**GIVEN RECORDS:**
========================================

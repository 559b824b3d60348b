use super::*;

fn sample_model() -> FactorModel {
    FactorModel {
        global_mean: 0.5,
        rating_min: 0.0,
        rating_max: 1.0,
        user_biases: HashMap::from([(8, 0.1)]),
        item_biases: HashMap::from([(100, 0.05)]),
        user_factors: HashMap::from([(8, vec![0.5, 0.5])]),
        item_factors: HashMap::from([(100, vec![0.2, 0.2]), (101, vec![-1.0, -1.0])]),
    }
}

#[test]
fn test_predict_known_pair() {
    let model = sample_model();
    // 0.5 + 0.1 + 0.05 + (0.5*0.2 + 0.5*0.2) = 0.85
    let score = model.predict(8, 100).expect("known pair");
    assert!((score - 0.85).abs() < 1e-6);
}

#[test]
fn test_predict_clamps_to_rating_scale() {
    let model = sample_model();
    // 0.5 + 0.1 + 0.0 + (-1.0) = -0.4, clamped to rating_min
    let score = model.predict(8, 101).expect("known pair");
    assert_eq!(score, 0.0);
}

#[test]
fn test_predict_unknown_user() {
    let model = sample_model();
    assert_eq!(
        model.predict(99, 100),
        Err(PredictionError::UnknownUser { user_id: 99 })
    );
}

#[test]
fn test_predict_unknown_article() {
    let model = sample_model();
    assert_eq!(
        model.predict(8, 999),
        Err(PredictionError::UnknownArticle { article_id: 999 })
    );
}

#[test]
fn test_missing_bias_defaults_to_zero() {
    let mut model = sample_model();
    model.user_biases.clear();
    model.item_biases.clear();

    // 0.5 + 0.2 = 0.7 without biases
    let score = model.predict(8, 100).expect("known pair");
    assert!((score - 0.7).abs() < 1e-6);
}

#[test]
fn test_counts_and_coverage() {
    let model = sample_model();
    assert_eq!(model.user_count(), 1);
    assert_eq!(model.article_count(), 2);
    assert!(model.knows_user(8));
    assert!(!model.knows_user(99));
    assert!(model.knows_article(101));
    assert!(!model.knows_article(999));
}

#[test]
fn test_serde_roundtrip() {
    let model = sample_model();
    let json = serde_json::to_string(&model).expect("serialize");
    let restored: FactorModel = serde_json::from_str(&json).expect("deserialize");

    assert_eq!(restored.user_count(), model.user_count());
    assert_eq!(
        restored.predict(8, 100).unwrap(),
        model.predict(8, 100).unwrap()
    );
}

#[test]
fn test_serde_biases_optional() {
    let json = r#"{
        "global_mean": 0.5,
        "rating_min": 0.0,
        "rating_max": 1.0,
        "user_factors": {"8": [0.5, 0.5]},
        "item_factors": {"100": [0.2, 0.2]}
    }"#;
    let model: FactorModel = serde_json::from_str(json).expect("deserialize");
    let score = model.predict(8, 100).expect("known pair");
    assert!((score - 0.7).abs() < 1e-6);
}

#[test]
fn test_mock_scripted_and_default() {
    let mock = MockAffinityModel::with_default(0.25).with_score(1, 10, 0.9);
    assert_eq!(mock.predict(1, 10).unwrap(), 0.9);
    assert_eq!(mock.predict(1, 11).unwrap(), 0.25);

    let strict = MockAffinityModel::new().with_score(1, 10, 0.9);
    assert!(strict.predict(1, 11).is_err());
}
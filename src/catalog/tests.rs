use super::*;

use chrono::TimeZone;

fn ts(secs: i64) -> DateTime<Utc> {
    Utc.timestamp_opt(secs, 0).unwrap()
}

fn sample_catalog() -> ArticleCatalog {
    ArticleCatalog::from_entries([(100, ts(1_000)), (101, ts(3_000)), (102, ts(2_000))])
}

#[test]
fn test_sorts_newest_first() {
    let catalog = sample_catalog();
    let sorted = catalog.sort_by_freshness(&[100, 101, 102]);
    assert_eq!(sorted, vec![101, 102, 100]);
}

#[test]
fn test_pure_resort_never_adds_articles() {
    let catalog = sample_catalog();
    let sorted = catalog.sort_by_freshness(&[102, 100]);
    assert_eq!(sorted, vec![102, 100]);
}

#[test]
fn test_drops_articles_missing_from_catalog() {
    let catalog = sample_catalog();
    let sorted = catalog.sort_by_freshness(&[101, 999, 100]);
    assert_eq!(sorted, vec![101, 100]);
}

#[test]
fn test_equal_timestamps_keep_rank_order() {
    let catalog = ArticleCatalog::from_entries([(1, ts(500)), (2, ts(500)), (3, ts(500))]);
    let sorted = catalog.sort_by_freshness(&[3, 1, 2]);
    assert_eq!(sorted, vec![3, 1, 2]);
}

#[test]
fn test_empty_inputs() {
    let catalog = sample_catalog();
    assert!(catalog.sort_by_freshness(&[]).is_empty());
    assert!(ArticleCatalog::new().sort_by_freshness(&[100]).is_empty());
}

#[test]
fn test_lookup() {
    let mut catalog = sample_catalog();
    assert_eq!(catalog.created_at(100), Some(ts(1_000)));
    assert_eq!(catalog.created_at(999), None);
    assert!(catalog.contains(101));
    assert_eq!(catalog.len(), 3);

    catalog.insert(103, ts(4_000));
    assert_eq!(catalog.len(), 4);
    assert!(!catalog.is_empty());
}
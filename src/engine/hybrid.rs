//! Weighted fusion of CBF similarity and CF predicted scores.

use std::cmp::Ordering;

use tracing::debug;

use crate::embedding::EmbeddingIndex;
use crate::interactions::{ArticleId, InteractionLog, UserId};
use crate::model::AffinityModel;

use super::cf;
use super::error::RecommendResult;

/// Recommends up to `top_n` unseen articles by
/// `alpha * cbf_similarity + (1 - alpha) * cf_score`.
///
/// Candidates come from the interaction-log universe, as in pure CF. An
/// article that was dropped from the embedding snapshot still participates:
/// its CBF term is 0.0 rather than being excluded from fusion. A user whose
/// history has no embedded article falls back to pure CF.
pub(crate) fn recommend_hybrid(
    log: &InteractionLog,
    index: &EmbeddingIndex,
    model: &dyn AffinityModel,
    user_id: UserId,
    top_n: usize,
    alpha: f32,
) -> RecommendResult<Vec<ArticleId>> {
    let seen = log.seen(user_id);

    let Some(profile) = index.mean_profile(seen.iter().copied()) else {
        debug!(user_id, "no embedded history, falling back to pure CF");
        return cf::recommend_cf(log, model, user_id, top_n);
    };

    // Seen articles are excluded by the unseen candidate list itself, so no
    // row penalty is needed here.
    let cbf_scores = index.score_all(&profile);

    let unseen = log.unseen(user_id);
    let mut fused = Vec::with_capacity(unseen.len());
    for article_id in unseen {
        let cbf = index
            .row_index(article_id)
            .map(|row| cbf_scores[row])
            .unwrap_or(0.0);
        let cf = model.predict(user_id, article_id)?;
        fused.push((article_id, alpha * cbf + (1.0 - alpha) * cf));
    }

    // Stable sort over an ascending-id input: ties resolve to the lower id.
    fused.sort_by(|a, b| b.1.partial_cmp(&a.1).unwrap_or(Ordering::Equal));
    fused.truncate(top_n);

    Ok(fused.into_iter().map(|(article_id, _)| article_id).collect())
}
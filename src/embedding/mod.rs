//! Article embedding index and similarity scoring.
//!
//! The index holds a dense row-major `f32` matrix plus the bijection between
//! article ids and row positions. Lookups of ids that were dropped from the
//! metadata snapshot return `None`; callers exclude them instead of failing
//! the request.

pub mod error;


pub use error::EmbeddingError;

use std::collections::HashMap;

use crate::interactions::ArticleId;

/// Dense embedding matrix with an article-id ↔ row-index bijection.
#[derive(Debug, Clone)]
pub struct EmbeddingIndex {
    dim: usize,
    data: Vec<f32>,
    rows: HashMap<ArticleId, usize>,
    ids: Vec<ArticleId>,
}

impl EmbeddingIndex {
    /// Builds an index from `(article_id, embedding)` pairs.
    ///
    /// Every embedding must share the dimension of the first one, and each
    /// article id may appear only once.
    pub fn from_rows(
        entries: impl IntoIterator<Item = (ArticleId, Vec<f32>)>,
    ) -> Result<Self, EmbeddingError> {
        let mut dim = 0;
        let mut data = Vec::new();
        let mut rows = HashMap::new();
        let mut ids = Vec::new();

        for (article_id, embedding) in entries {
            if ids.is_empty() {
                if embedding.is_empty() {
                    return Err(EmbeddingError::ZeroDimension);
                }
                dim = embedding.len();
            } else if embedding.len() != dim {
                return Err(EmbeddingError::DimensionMismatch {
                    article_id,
                    expected: dim,
                    actual: embedding.len(),
                });
            }

            if rows.insert(article_id, ids.len()).is_some() {
                return Err(EmbeddingError::DuplicateArticle { article_id });
            }
            ids.push(article_id);
            data.extend_from_slice(&embedding);
        }

        Ok(Self {
            dim,
            data,
            rows,
            ids,
        })
    }

    /// Builds an index from a pre-flattened row-major matrix.
    ///
    /// `data.len()` must equal `ids.len() * dim`.
    pub fn from_parts(
        dim: usize,
        ids: Vec<ArticleId>,
        data: Vec<f32>,
    ) -> Result<Self, EmbeddingError> {
        if dim == 0 {
            return Err(EmbeddingError::ZeroDimension);
        }
        let expected = ids.len() * dim;
        if data.len() != expected {
            return Err(EmbeddingError::ShapeMismatch {
                expected,
                actual: data.len(),
            });
        }

        let mut rows = HashMap::with_capacity(ids.len());
        for (row, article_id) in ids.iter().enumerate() {
            if rows.insert(*article_id, row).is_some() {
                return Err(EmbeddingError::DuplicateArticle {
                    article_id: *article_id,
                });
            }
        }

        Ok(Self {
            dim,
            data,
            rows,
            ids,
        })
    }

    /// Number of articles (matrix rows).
    pub fn len(&self) -> usize {
        self.ids.len()
    }

    pub fn is_empty(&self) -> bool {
        self.ids.is_empty()
    }

    pub fn dim(&self) -> usize {
        self.dim
    }

    /// Row position of `article_id`, if the article survived the snapshot.
    pub fn row_index(&self, article_id: ArticleId) -> Option<usize> {
        self.rows.get(&article_id).copied()
    }

    pub fn contains(&self, article_id: ArticleId) -> bool {
        self.rows.contains_key(&article_id)
    }

    /// Embedding row at `row` (panics only on out-of-range internal misuse).
    pub fn row(&self, row: usize) -> &[f32] {
        &self.data[row * self.dim..(row + 1) * self.dim]
    }

    /// Inverse mapping: row position back to article id.
    pub fn article_at(&self, row: usize) -> ArticleId {
        self.ids[row]
    }

    pub fn row_for(&self, article_id: ArticleId) -> Option<&[f32]> {
        self.row_index(article_id).map(|row| self.row(row))
    }

    /// Element-wise mean of the embedding rows of `article_ids`.
    ///
    /// Ids without an embedding row are skipped silently. Returns `None` when
    /// no id resolves to a row, i.e. there is no content signal to rank with.
    pub fn mean_profile(
        &self,
        article_ids: impl IntoIterator<Item = ArticleId>,
    ) -> Option<Vec<f32>> {
        let mut profile = vec![0.0f32; self.dim];
        let mut count = 0usize;

        for article_id in article_ids {
            if let Some(row) = self.row_for(article_id) {
                for (acc, value) in profile.iter_mut().zip(row.iter()) {
                    *acc += value;
                }
                count += 1;
            }
        }

        if count == 0 {
            return None;
        }
        let inv = 1.0 / count as f32;
        for value in &mut profile {
            *value *= inv;
        }
        Some(profile)
    }

    /// Cosine similarity of `profile` against every matrix row, row order.
    pub fn score_all(&self, profile: &[f32]) -> Vec<f32> {
        (0..self.len())
            .map(|row| cosine_similarity(profile, self.row(row)))
            .collect()
    }
}

/// Cosine similarity in `[-1, 1]`.
///
/// Mismatched lengths, empty inputs, and zero-magnitude vectors all yield a
/// deterministic `0.0` rather than propagating a division by zero.
#[inline]
pub fn cosine_similarity(a: &[f32], b: &[f32]) -> f32 {
    if a.len() != b.len() || a.is_empty() {
        return 0.0;
    }

    let (dot, norm_a_sq, norm_b_sq) =
        a.iter()
            .zip(b.iter())
            .fold((0.0f32, 0.0f32, 0.0f32), |(dot, na, nb), (&av, &bv)| {
                (dot + av * bv, na + av * av, nb + bv * bv)
            });

    let norm_a = norm_a_sq.sqrt();
    let norm_b = norm_b_sq.sqrt();

    if norm_a == 0.0 || norm_b == 0.0 {
        0.0
    } else {
        dot / (norm_a * norm_b)
    }
}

========================================

**WHAT THIS TASK INVOLVES:** A single number is the answer: how many lines of the entries above contain "must"?

**ANSWER BOX:** 2